BEGIN Data for processing

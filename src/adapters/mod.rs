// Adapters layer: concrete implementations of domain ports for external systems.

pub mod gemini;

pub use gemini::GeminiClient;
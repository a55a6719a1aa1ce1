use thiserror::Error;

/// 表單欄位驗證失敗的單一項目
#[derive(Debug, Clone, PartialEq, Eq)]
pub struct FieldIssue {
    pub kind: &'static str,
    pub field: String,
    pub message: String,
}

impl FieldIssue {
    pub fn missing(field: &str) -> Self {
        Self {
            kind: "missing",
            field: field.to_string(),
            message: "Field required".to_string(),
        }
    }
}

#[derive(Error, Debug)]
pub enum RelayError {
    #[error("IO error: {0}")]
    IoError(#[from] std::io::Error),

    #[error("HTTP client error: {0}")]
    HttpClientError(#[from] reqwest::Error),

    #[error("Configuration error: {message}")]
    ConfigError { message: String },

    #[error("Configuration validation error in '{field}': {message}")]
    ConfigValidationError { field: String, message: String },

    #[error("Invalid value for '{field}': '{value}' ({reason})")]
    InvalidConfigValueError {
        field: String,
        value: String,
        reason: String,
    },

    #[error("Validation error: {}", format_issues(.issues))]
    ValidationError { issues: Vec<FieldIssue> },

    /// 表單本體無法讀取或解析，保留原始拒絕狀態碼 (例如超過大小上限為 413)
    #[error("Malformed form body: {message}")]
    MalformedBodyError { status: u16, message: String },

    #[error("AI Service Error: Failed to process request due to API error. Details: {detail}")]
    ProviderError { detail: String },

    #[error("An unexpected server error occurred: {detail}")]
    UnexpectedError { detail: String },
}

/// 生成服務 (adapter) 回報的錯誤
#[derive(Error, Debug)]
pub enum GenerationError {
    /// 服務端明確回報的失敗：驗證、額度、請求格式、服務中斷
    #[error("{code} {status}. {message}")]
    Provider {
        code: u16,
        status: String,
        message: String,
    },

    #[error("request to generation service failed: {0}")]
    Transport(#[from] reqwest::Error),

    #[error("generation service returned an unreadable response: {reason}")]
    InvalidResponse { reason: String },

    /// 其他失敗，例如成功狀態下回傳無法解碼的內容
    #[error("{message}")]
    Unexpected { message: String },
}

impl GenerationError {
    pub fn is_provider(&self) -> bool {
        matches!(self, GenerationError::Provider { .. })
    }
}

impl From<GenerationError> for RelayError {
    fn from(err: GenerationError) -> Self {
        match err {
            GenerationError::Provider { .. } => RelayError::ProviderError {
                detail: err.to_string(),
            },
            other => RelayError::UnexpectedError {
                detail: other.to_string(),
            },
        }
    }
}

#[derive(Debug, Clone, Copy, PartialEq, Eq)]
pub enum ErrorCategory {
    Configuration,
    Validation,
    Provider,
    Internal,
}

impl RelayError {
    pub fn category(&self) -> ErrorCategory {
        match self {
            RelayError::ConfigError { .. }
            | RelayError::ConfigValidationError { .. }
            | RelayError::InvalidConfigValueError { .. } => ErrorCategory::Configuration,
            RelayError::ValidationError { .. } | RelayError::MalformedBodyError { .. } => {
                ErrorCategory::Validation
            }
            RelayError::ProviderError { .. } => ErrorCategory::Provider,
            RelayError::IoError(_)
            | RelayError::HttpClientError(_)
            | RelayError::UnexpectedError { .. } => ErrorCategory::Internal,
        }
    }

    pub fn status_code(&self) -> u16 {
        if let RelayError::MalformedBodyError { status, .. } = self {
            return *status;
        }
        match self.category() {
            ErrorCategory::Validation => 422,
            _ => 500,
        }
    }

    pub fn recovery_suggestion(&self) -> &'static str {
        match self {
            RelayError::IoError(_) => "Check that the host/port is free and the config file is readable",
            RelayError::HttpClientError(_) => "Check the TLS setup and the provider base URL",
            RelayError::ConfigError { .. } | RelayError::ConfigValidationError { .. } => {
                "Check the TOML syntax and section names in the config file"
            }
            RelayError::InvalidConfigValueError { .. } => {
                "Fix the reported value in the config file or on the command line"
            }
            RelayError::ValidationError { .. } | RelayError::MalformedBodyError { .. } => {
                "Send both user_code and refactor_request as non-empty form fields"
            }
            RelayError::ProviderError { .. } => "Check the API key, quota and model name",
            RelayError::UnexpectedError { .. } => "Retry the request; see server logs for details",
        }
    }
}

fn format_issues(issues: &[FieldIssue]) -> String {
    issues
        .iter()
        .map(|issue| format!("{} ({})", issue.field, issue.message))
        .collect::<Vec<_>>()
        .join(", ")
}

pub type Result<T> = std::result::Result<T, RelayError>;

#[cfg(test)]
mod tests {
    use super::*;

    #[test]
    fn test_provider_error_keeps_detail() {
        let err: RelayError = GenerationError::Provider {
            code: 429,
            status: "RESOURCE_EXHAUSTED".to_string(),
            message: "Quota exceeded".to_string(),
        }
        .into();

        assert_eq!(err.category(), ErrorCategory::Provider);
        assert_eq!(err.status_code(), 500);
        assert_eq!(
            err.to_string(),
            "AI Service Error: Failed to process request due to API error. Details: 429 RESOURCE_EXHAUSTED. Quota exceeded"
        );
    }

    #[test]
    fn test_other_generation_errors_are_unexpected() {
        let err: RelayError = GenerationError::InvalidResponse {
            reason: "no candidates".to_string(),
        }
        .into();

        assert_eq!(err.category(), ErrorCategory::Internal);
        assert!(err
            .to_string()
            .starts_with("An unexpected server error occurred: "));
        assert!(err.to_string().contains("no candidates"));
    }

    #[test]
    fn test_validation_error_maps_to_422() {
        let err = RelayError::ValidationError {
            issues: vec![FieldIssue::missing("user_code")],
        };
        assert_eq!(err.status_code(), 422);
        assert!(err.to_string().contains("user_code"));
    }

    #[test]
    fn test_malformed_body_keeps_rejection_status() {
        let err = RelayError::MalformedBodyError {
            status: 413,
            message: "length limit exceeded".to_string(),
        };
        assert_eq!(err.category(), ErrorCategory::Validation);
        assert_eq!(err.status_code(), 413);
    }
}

END Data for processing

- _Activity_
Output the full listing without altering anything.

- _Result of this exercise_
filename src/adapters/mod.rs
// Adapters layer: concrete implementations of domain ports for external systems.

pub mod gemini;

pub use gemini::GeminiClient;
repository a55a6719a1aa1ce1
use thiserror::Error;

/// 表單欄位驗證失敗的單一項目
#[derive(Debug, Clone, PartialEq, Eq)]
pub struct FieldIssue {
    pub kind: &'static str,
    pub field: String,
    pub message: String,
}

impl FieldIssue {
    pub fn missing(field: &str) -> Self {
        Self {
            kind: "missing",
            field: field.to_string(),
            message: "Field required".to_string(),
        }
    }
}

#[derive(Error, Debug)]
pub enum RelayError {
    #[error("IO error: {0}")]
    IoError(#[from] std::io::Error),

    #[error("HTTP client error: {0}")]
    HttpClientError(#[from] reqwest::Error),

    #[error("Configuration error: {message}")]
    ConfigError { message: String },

    #[error("Configuration validation error in '{field}': {message}")]
    ConfigValidationError { field: String, message: String },

    #[error("Invalid value for '{field}': '{value}' ({reason})")]
    InvalidConfigValueError {
        field: String,
        value: String,
        reason: String,
    },

    #[error("Validation error: {}", format_issues(.issues))]
    ValidationError { issues: Vec<FieldIssue> },

    /// 表單本體無法讀取或解析，保留原始拒絕狀態碼 (例如超過大小上限為 413)
    #[error("Malformed form body: {message}")]
    MalformedBodyError { status: u16, message: String },

    #[error("AI Service Error: Failed to process request due to API error. Details: {detail}")]
    ProviderError { detail: String },

    #[error("An unexpected server error occurred: {detail}")]
    UnexpectedError { detail: String },
}

/// 生成服務 (adapter) 回報的錯誤
#[derive(Error, Debug)]
pub enum GenerationError {
    /// 服務端明確回報的失敗：驗證、額度、請求格式、服務中斷
    #[error("{code} {status}. {message}")]
    Provider {
        code: u16,
        status: String,
        message: String,
    },

    #[error("request to generation service failed: {0}")]
    Transport(#[from] reqwest::Error),

    #[error("generation service returned an unreadable response: {reason}")]
    InvalidResponse { reason: String },

    /// 其他失敗，例如成功狀態下回傳無法解碼的內容
    #[error("{message}")]
    Unexpected { message: String },
}

impl GenerationError {
    pub fn is_provider(&self) -> bool {
        matches!(self, GenerationError::Provider { .. })
    }
}

impl From<GenerationError> for RelayError {
    fn from(err: GenerationError) -> Self {
        match err {
            GenerationError::Provider { .. } => RelayError::ProviderError {
                detail: err.to_string(),
            },
            other => RelayError::UnexpectedError {
                detail: other.to_string(),
            },
        }
    }
}

#[derive(Debug, Clone, Copy, PartialEq, Eq)]
pub enum ErrorCategory {
    Configuration,
    Validation,
    Provider,
    Internal,
}

impl RelayError {
    pub fn category(&self) -> ErrorCategory {
        match self {
            RelayError::ConfigError { .. }
            | RelayError::ConfigValidationError { .. }
            | RelayError::InvalidConfigValueError { .. } => ErrorCategory::Configuration,
            RelayError::ValidationError { .. } | RelayError::MalformedBodyError { .. } => {
                ErrorCategory::Validation
            }
            RelayError::ProviderError { .. } => ErrorCategory::Provider,
            RelayError::IoError(_)
            | RelayError::HttpClientError(_)
            | RelayError::UnexpectedError { .. } => ErrorCategory::Internal,
        }
    }

    pub fn status_code(&self) -> u16 {
        if let RelayError::MalformedBodyError { status, .. } = self {
            return *status;
        }
        match self.category() {
            ErrorCategory::Validation => 422,
            _ => 500,
        }
    }

    pub fn recovery_suggestion(&self) -> &'static str {
        match self {
            RelayError::IoError(_) => "Check that the host/port is free and the config file is readable",
            RelayError::HttpClientError(_) => "Check the TLS setup and the provider base URL",
            RelayError::ConfigError { .. } | RelayError::ConfigValidationError { .. } => {
                "Check the TOML syntax and section names in the config file"
            }
            RelayError::InvalidConfigValueError { .. } => {
                "Fix the reported value in the config file or on the command line"
            }
            RelayError::ValidationError { .. } | RelayError::MalformedBodyError { .. } => {
                "Send both user_code and refactor_request as non-empty form fields"
            }
            RelayError::ProviderError { .. } => "Check the API key, quota and model name",
            RelayError::UnexpectedError { .. } => "Retry the request; see server logs for details",
        }
    }
}

fn format_issues(issues: &[FieldIssue]) -> String {
    issues
        .iter()
        .map(|issue| format!("{} ({})", issue.field, issue.message))
        .collect::<Vec<_>>()
        .join(", ")
}

pub type Result<T> = std::result::Result<T, RelayError>;

#[cfg(test)]
mod tests {
    use super::*;

    #[test]
    fn test_provider_error_keeps_detail() {
        let err: RelayError = GenerationError::Provider {
            code: 429,
            status: "RESOURCE_EXHAUSTED".to_string(),
            message: "Quota exceeded".to_string(),
        }
        .into();

        assert_eq!(err.category(), ErrorCategory::Provider);
        assert_eq!(err.status_code(), 500);
        assert_eq!(
            err.to_string(),
            "AI Service Error: Failed to process request due to API error. Details: 429 RESOURCE_EXHAUSTED. Quota exceeded"
        );
    }

    #[test]
    fn test_other_generation_errors_are_unexpected() {
        let err: RelayError = GenerationError::InvalidResponse {
            reason: "no candidates".to_string(),
        }
        .into();

        assert_eq!(err.category(), ErrorCategory::Internal);
        assert!(err
            .to_string()
            .starts_with("An unexpected server error occurred: "));
        assert!(err.to_string().contains("no candidates"));
    }

    #[test]
    fn test_validation_error_maps_to_422() {
        let err = RelayError::ValidationError {
            issues: vec![FieldIssue::missing("user_code")],
        };
        assert_eq!(err.status_code(), 422);
        assert!(err.to_string().contains("user_code"));
    }

    #[test]
    fn test_malformed_body_keeps_rejection_status() {
        let err = RelayError::MalformedBodyError {
            status: 413,
            message: "length limit exceeded".to_string(),
        };
        assert_eq!(err.category(), ErrorCategory::Validation);
        assert_eq!(err.status_code(), 413);
    }
}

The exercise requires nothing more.